WORK ITEM -> Transcribe exactly the line containing "Ok(record.with_created_label())" and each line after it, through the end of the entries, with nothing before or after.

EXTRACTED DATA ->
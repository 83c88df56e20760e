use leptos::prelude::*;
use leptos_router::hooks::use_navigate;

use crate::app::use_session;
use crate::commands::{self, SessionInfo};
use crate::components::toast::use_toasts;
use crate::remote::{dispatch_then, RemoteOp};

const MIN_PASSWORD_LEN: usize = 6;

#[component]
pub fn SignupPage() -> impl IntoView {
    let ctx = use_session();
    let toasts = use_toasts();
    let navigate = use_navigate();

    let (name, set_name) = signal(String::new());
    let (email, set_email) = signal(String::new());
    let (password, set_password) = signal(String::new());
    let (confirm, set_confirm) = signal(String::new());
    let (form_error, set_form_error) = signal::<Option<String>>(None);
    let op = RwSignal::new(RemoteOp::<SessionInfo>::new());

    let submit = move |ev: leptos::ev::SubmitEvent| {
        ev.prevent_default();
        let name = name.get().trim().to_string();
        let email = email.get().trim().to_string();
        let password = password.get();

        let problem = if name.is_empty() || email.is_empty() || password.is_empty() {
            Some("Please fill in all fields".to_string())
        } else if password.len() < MIN_PASSWORD_LEN {
            Some(format!("Password must be at least {} characters", MIN_PASSWORD_LEN))
        } else if password != confirm.get() {
            Some("Passwords do not match".to_string())
        } else {
            None
        };
        if problem.is_some() {
            set_form_error.set(problem);
            return;
        }
        set_form_error.set(None);

        // A new account is logged in straight away with the same credentials
        let navigate = navigate.clone();
        dispatch_then(
            op,
            async move {
                if let Err(e) = commands::signup(&name, &email, &password).await {
                    return Err(e);
                }
                commands::login(&email, &password).await
            },
            move |result| {
                if let Ok(info) = result {
                    ctx.session.set(Some(info.clone()));
                    toasts.success("Account created");
                    navigate("/home", Default::default());
                }
            },
        );
    };

    let error = move || form_error.get().or_else(|| op.with(|o| o.error().map(str::to_string)));

    view! {
        <div class="page auth-page">
            <form class="card auth-card" on:submit=submit>
                <h2>"Create an account"</h2>
                <div class="form-group">
                    <label for="signup-name">"Name"</label>
                    <input
                        id="signup-name"
                        type="text"
                        class="input"
                        prop:value=move || name.get()
                        on:input=move |ev| set_name.set(event_target_value(&ev))
                    />
                </div>
                <div class="form-group">
                    <label for="signup-email">"Email"</label>
                    <input
                        id="signup-email"
                        type="email"
                        class="input"
                        autocomplete="username"
                        prop:value=move || email.get()
                        on:input=move |ev| set_email.set(event_target_value(&ev))
                    />
                </div>
                <div class="form-group">
                    <label for="signup-password">"Password"</label>
                    <input
                        id="signup-password"
                        type="password"
                        class="input"
                        autocomplete="new-password"
                        prop:value=move || password.get()
                        on:input=move |ev| set_password.set(event_target_value(&ev))
                    />
                </div>
                <div class="form-group">
                    <label for="signup-confirm">"Confirm password"</label>
                    <input
                        id="signup-confirm"
                        type="password"
                        class="input"
                        autocomplete="new-password"
                        prop:value=move || confirm.get()
                        on:input=move |ev| set_confirm.set(event_target_value(&ev))
                    />
                </div>
                <Show when=move || error().is_some()>
                    <p class="form-error">{move || error().unwrap_or_default()}</p>
                </Show>
                <button type="submit" class="btn btn-primary" disabled=move || op.with(|o| o.is_pending())>
                    {move || if op.with(|o| o.is_pending()) { "Creating account..." } else { "Sign up" }}
                </button>
                <p class="muted">"Already registered? " <a href="/login">"Log in"</a></p>
            </form>
        </div>
    }
}
use leptos::prelude::*;
use leptos_router::hooks::use_params_map;

use crate::app::RequireSession;
use crate::commands::{self, Dataset, PredictionRecord};
use crate::labels::{disposition_name, is_planet, percent};
use crate::remote::{dispatch, Phase, RemoteOp};

#[component]
pub fn PredictionDetailPage() -> impl IntoView {
    view! {
        <RequireSession>
            <PredictionDetail />
        </RequireSession>
    }
}

/// Dataset and prediction id from the `/prediction/:dataset/:id` route.
fn detail_target(slug: Option<String>, id: Option<String>) -> Option<(Dataset, String)> {
    let dataset = Dataset::from_slug(slug?.as_str())?;
    let id = id.filter(|id| !id.trim().is_empty())?;
    Some((dataset, id))
}

/// One stored prediction, fetched by id.
#[component]
fn PredictionDetail() -> impl IntoView {
    let route = use_params_map();
    let target = Memo::new(move |_| route.with(|p| detail_target(p.get("dataset"), p.get("id"))));
    let record = RwSignal::new(RemoteOp::<PredictionRecord>::new());

    Effect::new(move |_| match target.get() {
        Some((dataset, id)) => {
            dispatch(record, async move { commands::get_prediction(dataset, &id).await })
        }
        None => record.update(|r| r.reset()),
    });

    view! {
        <div class="page prediction-detail-page">
            <a href="/prediction" class="btn-link">"Back to predictions"</a>
            {move || {
                let Some((dataset, _)) = target.get() else {
                    return view! { <p>"Unknown prediction."</p> }.into_any();
                };
                record.with(|op| match op.phase() {
                    Phase::Idle | Phase::Pending => view! { <p class="muted">"Loading..."</p> }.into_any(),
                    Phase::Rejected => view! {
                        <p class="form-error">{op.error().unwrap_or_default().to_string()}</p>
                    }.into_any(),
                    Phase::Fulfilled => match op.value().cloned() {
                        Some(r) => view! { <RecordCard dataset=dataset record=r /> }.into_any(),
                        None => view! { <p class="muted">"No data."</p> }.into_any(),
                    },
                })
            }}
        </div>
    }
}

#[component]
fn RecordCard(dataset: Dataset, record: PredictionRecord) -> impl IntoView {
    let found = is_planet(&record.prediction);
    let created = record
        .created_label
        .clone()
        .or_else(|| record.created_at.clone())
        .unwrap_or_else(|| "-".to_string());

    view! {
        <div class=if found { "card result-card result-found" } else { "card result-card result-not-found" }>
            <h3>{if found { "Planet Found" } else { "Planet Not Found" }}</h3>
            <p class="result-label">{disposition_name(&record.prediction)}</p>
            <p class="result-confidence">{format!("Confidence: {}", percent(record.confidence))}</p>
            <p class="muted">{format!("{} model, created {}", dataset.name(), created)}</p>
            <p class="muted mono">{format!("ID: {}", record.prediction_id)}</p>
        </div>
    }
}

#[cfg(test)]
mod tests {
    use super::*;

    fn target(slug: &str, id: &str) -> Option<(Dataset, String)> {
        detail_target(Some(slug.to_string()), Some(id.to_string()))
    }

    #[test]
    fn test_detail_target_from_route() {
        assert_eq!(target("tess", "abc123"), Some((Dataset::Tess, "abc123".to_string())));
        assert_eq!(target("kepler", "k-1"), Some((Dataset::Kepler, "k-1".to_string())));
    }

    #[test]
    fn test_detail_target_rejects_bad_routes() {
        assert_eq!(target("k2", "abc"), None);
        assert_eq!(target("tess", " "), None);
        assert_eq!(detail_target(None, Some("abc".to_string())), None);
    }
}
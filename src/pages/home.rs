use leptos::prelude::*;

use crate::app::{use_session, RequireSession};

#[component]
pub fn HomePage() -> impl IntoView {
    let ctx = use_session();
    let greeting = move || match ctx.session.get().and_then(|s| s.display_name) {
        Some(name) => format!("Welcome back, {}", name),
        None => "Welcome back".to_string(),
    };

    view! {
        <RequireSession>
            <div class="page home-page">
                <h2>{greeting}</h2>
                <p class="page-description">
                    "Pick a mission, adjust the measurements and let the model classify the candidate."
                </p>

                <div class="card-grid">
                    <div class="card">
                        <h3>"Predict"</h3>
                        <p>"Run the Kepler or TESS model on your own parameters"</p>
                        <a href="/prediction" class="btn btn-primary">"Start"</a>
                    </div>
                    <div class="card">
                        <h3>"Datasets"</h3>
                        <p>"What each parameter means and its typical range"</p>
                        <a href="/datasets" class="btn btn-primary">"Browse"</a>
                    </div>
                    <div class="card">
                        <h3>"Docs"</h3>
                        <p>"How predictions and dispositions work"</p>
                        <a href="/docs" class="btn btn-primary">"Read"</a>
                    </div>
                </div>

                <div class="how-it-works">
                    <h3>"How It Works"</h3>
                    <div class="steps">
                        <div class="step">
                            <span class="step-number">"1"</span>
                            <div class="step-content">
                                <strong>"Choose"</strong>
                                <p>"Select the Kepler or TESS model"</p>
                            </div>
                        </div>
                        <div class="step">
                            <span class="step-number">"2"</span>
                            <div class="step-content">
                                <strong>"Adjust"</strong>
                                <p>"Edit the parameters; blank fields use catalog defaults"</p>
                            </div>
                        </div>
                        <div class="step">
                            <span class="step-number">"3"</span>
                            <div class="step-content">
                                <strong>"Review"</strong>
                                <p>"Read the verdict and confidence, and keep a history of runs"</p>
                            </div>
                        </div>
                    </div>
                </div>
            </div>
        </RequireSession>
    }
}
//! HTTP dispatcher for the prediction API.
//!
//! `ApiClient` owns the one `reqwest::Client` of the app. Every call gets the
//! bearer token of the current session attached (when there is one). Failures
//! of the prediction endpoints are handed to the [`ResponseRouter`] before they
//! are returned, so the notice and the 401 logout happen no matter which
//! command made the call. Login and signup are not routed: a 401 there means
//! bad credentials, not an expired session, and the form shows the message.

pub mod error;
pub mod router;
pub mod types;

use std::sync::RwLock;

use reqwest::{Method, RequestBuilder};
use serde::de::DeserializeOwned;
use serde_json::Value;
use tokio::sync::broadcast;
use tracing::{debug, info, warn};
use url::Url;

use crate::config::ClientConfig;
use crate::error::ExoError;
use crate::params::{Dataset, PredictionRequest};
use crate::session::SessionHandle;

pub use error::ApiError;
pub use router::{Notice, NoticeLevel, ResponseRouter};
pub use types::{
    LoginResponse, PredictionOutcome, PredictionPage, PredictionRecord, SignupRequest,
};

const USER_AGENT: &str = "Exoscope/1.0";

/// Whether a failed call goes through the [`ResponseRouter`].
#[derive(Debug, Clone, Copy, PartialEq, Eq)]
enum Routing {
    Routed,
    Direct,
}

pub struct ApiClient {
    http: reqwest::Client,
    base_url: RwLock<Url>,
    session: SessionHandle,
    router: ResponseRouter,
}

impl ApiClient {
    pub fn new(
        config: &ClientConfig,
        session: SessionHandle,
        notices: broadcast::Sender<Notice>,
    ) -> Result<Self, ExoError> {
        let http = reqwest::Client::builder()
            .user_agent(USER_AGENT)
            .timeout(config.timeout)
            .build()
            .map_err(|e| ExoError::Config(format!("Failed to build HTTP client: {}", e)))?;

        info!(
            "API client targeting {} (timeout {:?})",
            config.base_url, config.timeout
        );

        Ok(Self {
            http,
            base_url: RwLock::new(config.base_url.clone()),
            router: ResponseRouter::new(session.clone(), notices),
            session,
        })
    }

    pub fn base_url(&self) -> Url {
        self.base_url.read().unwrap_or_else(|e| e.into_inner()).clone()
    }

    /// Point later calls at another server. Calls already in flight keep
    /// their original target.
    pub fn set_base_url(&self, url: Url) {
        info!("API base URL changed to {}", url);
        *self.base_url.write().unwrap_or_else(|e| e.into_inner()) = url;
    }

    fn endpoint(&self, path: &str) -> String {
        let base = self.base_url();
        format!("{}{}", base.as_str().trim_end_matches('/'), path)
    }

    fn request(&self, method: Method, path: &str) -> RequestBuilder {
        let url = self.endpoint(path);
        debug!("{} {}", method, url);
        let builder = self.http.request(method, url);
        match self.session.token() {
            Some(token) => builder.bearer_auth(token),
            None => builder,
        }
    }

    async fn send(
        &self,
        builder: RequestBuilder,
        routing: Routing,
    ) -> Result<reqwest::Response, ApiError> {
        let response = match builder.send().await {
            Ok(response) => response,
            Err(e) => return Err(self.fail(ApiError::Transport(e), routing)),
        };

        let status = response.status();
        if status.is_success() {
            return Ok(response);
        }

        // The error body is best effort; a body that is not the usual JSON
        // shape just means no server-provided message.
        let body = response
            .text()
            .await
            .ok()
            .and_then(|text| serde_json::from_str(&text).ok());
        Err(self.fail(ApiError::Http { status, body }, routing))
    }

    async fn execute<T: DeserializeOwned>(
        &self,
        builder: RequestBuilder,
        routing: Routing,
    ) -> Result<T, ApiError> {
        let response = self.send(builder, routing).await?;
        let text = match response.text().await {
            Ok(text) => text,
            Err(e) => return Err(self.fail(ApiError::Transport(e), routing)),
        };
        serde_json::from_str(&text)
            .map_err(|e| self.fail(ApiError::Decode(e.to_string()), routing))
    }

    async fn execute_empty(&self, builder: RequestBuilder) -> Result<(), ApiError> {
        self.send(builder, Routing::Routed).await.map(|_| ())
    }

    fn fail(&self, err: ApiError, routing: Routing) -> ApiError {
        match routing {
            Routing::Routed => {
                self.router.route(&err);
            }
            Routing::Direct => warn!("Auth request failed: {}", err),
        }
        err
    }

    /// `POST /auth/login` as a form with `username` and `password`.
    pub async fn login(&self, email: &str, password: &str) -> Result<LoginResponse, ApiError> {
        info!("Logging in");
        let builder = self
            .request(Method::POST, "/auth/login")
            .form(&[("username", email), ("password", password)]);
        self.execute(builder, Routing::Direct).await
    }

    /// `POST /auth/signup`. The created user is returned untouched.
    pub async fn signup(&self, request: &SignupRequest) -> Result<Value, ApiError> {
        info!("Signing up");
        let builder = self.request(Method::POST, "/auth/signup").json(request);
        self.execute(builder, Routing::Direct).await
    }

    pub async fn predict(
        &self,
        user_id: u64,
        request: &PredictionRequest,
    ) -> Result<PredictionOutcome, ApiError> {
        let dataset = request.dataset();
        info!("Submitting {} prediction", dataset.name());
        let path = format!("{}/predict", dataset.route_prefix());
        let builder = self
            .request(Method::POST, &path)
            .query(&[("user_id", user_id)])
            .json(request);
        self.execute(builder, Routing::Routed).await
    }

    pub async fn list_predictions(
        &self,
        dataset: Dataset,
        user_id: u64,
        skip: u32,
        limit: u32,
    ) -> Result<PredictionPage, ApiError> {
        let path = format!("{}/", dataset.route_prefix());
        let builder = self.request(Method::GET, &path).query(&[
            ("user_id", user_id),
            ("skip", u64::from(skip)),
            ("limit", u64::from(limit)),
        ]);
        let mut page: PredictionPage = self.execute(builder, Routing::Routed).await?;
        page.predictions = page
            .predictions
            .into_iter()
            .map(PredictionRecord::with_created_label)
            .collect();
        debug!(
            "Fetched {} of {} {} predictions",
            page.predictions.len(),
            page.total,
            dataset.name()
        );
        Ok(page)
    }

    pub async fn get_prediction(
        &self,
        dataset: Dataset,
        prediction_id: &str,
    ) -> Result<PredictionRecord, ApiError> {
        let path = format!("{}/{}", dataset.route_prefix(), prediction_id);
        let record: PredictionRecord = self
            .execute(self.request(Method::GET, &path), Routing::Routed)
            .await?;
        Ok(record.with_created_label())
    }

    pub async fn delete_prediction(&self, dataset: Dataset, prediction_id: &str) -> Result<(), ApiError> {
        info!("Deleting {} prediction {}", dataset.name(), prediction_id);
        let path = format!("{}/{}", dataset.route_prefix(), prediction_id);
        self.execute_empty(self.request(Method::DELETE, &path)).await
    }
}

#[cfg(test)]
mod tests {
    use super::*;
    use crate::session::{MemoryStorage, SessionStore};

    fn client(base: &str) -> ApiClient {
        let config = ClientConfig::default().with_base_url(base).unwrap();
        let (tx, _) = broadcast::channel(4);
        ApiClient::new(&config, SessionStore::open(MemoryStorage::new()), tx).unwrap()
    }

    #[test]
    fn test_endpoint_joins_without_double_slash() {
        assert_eq!(
            client("http://localhost:8000/").endpoint("/auth/login"),
            "http://localhost:8000/auth/login"
        );
        assert_eq!(
            client("https://api.example.org/v1/").endpoint("/tess/predictions/"),
            "https://api.example.org/v1/tess/predictions/"
        );
    }

    #[test]
    fn test_set_base_url_retargets() {
        let client = client("http://localhost:8000");
        client.set_base_url(Url::parse("http://10.0.0.2:9000").unwrap());
        assert_eq!(client.endpoint("/predictions/x"), "http://10.0.0.2:9000/predictions/x");
    }
}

ANSWER AREA ->
        Ok(record.with_created_label())
    }

    pub async fn delete_prediction(&self, dataset: Dataset, prediction_id: &str) -> Result<(), ApiError> {
        info!("Deleting {} prediction {}", dataset.name(), prediction_id);
        let path = format!("{}/{}", dataset.route_prefix(), prediction_id);
        self.execute_empty(self.request(Method::DELETE, &path)).await
    }
}

#[cfg(test)]
mod tests {
    use super::*;
    use crate::session::{MemoryStorage, SessionStore};

    fn client(base: &str) -> ApiClient {
        let config = ClientConfig::default().with_base_url(base).unwrap();
        let (tx, _) = broadcast::channel(4);
        ApiClient::new(&config, SessionStore::open(MemoryStorage::new()), tx).unwrap()
    }

    #[test]
    fn test_endpoint_joins_without_double_slash() {
        assert_eq!(
            client("http://localhost:8000/").endpoint("/auth/login"),
            "http://localhost:8000/auth/login"
        );
        assert_eq!(
            client("https://api.example.org/v1/").endpoint("/tess/predictions/"),
            "https://api.example.org/v1/tess/predictions/"
        );
    }

    #[test]
    fn test_set_base_url_retargets() {
        let client = client("http://localhost:8000");
        client.set_base_url(Url::parse("http://10.0.0.2:9000").unwrap());
        assert_eq!(client.endpoint("/predictions/x"), "http://10.0.0.2:9000/predictions/x");
    }
}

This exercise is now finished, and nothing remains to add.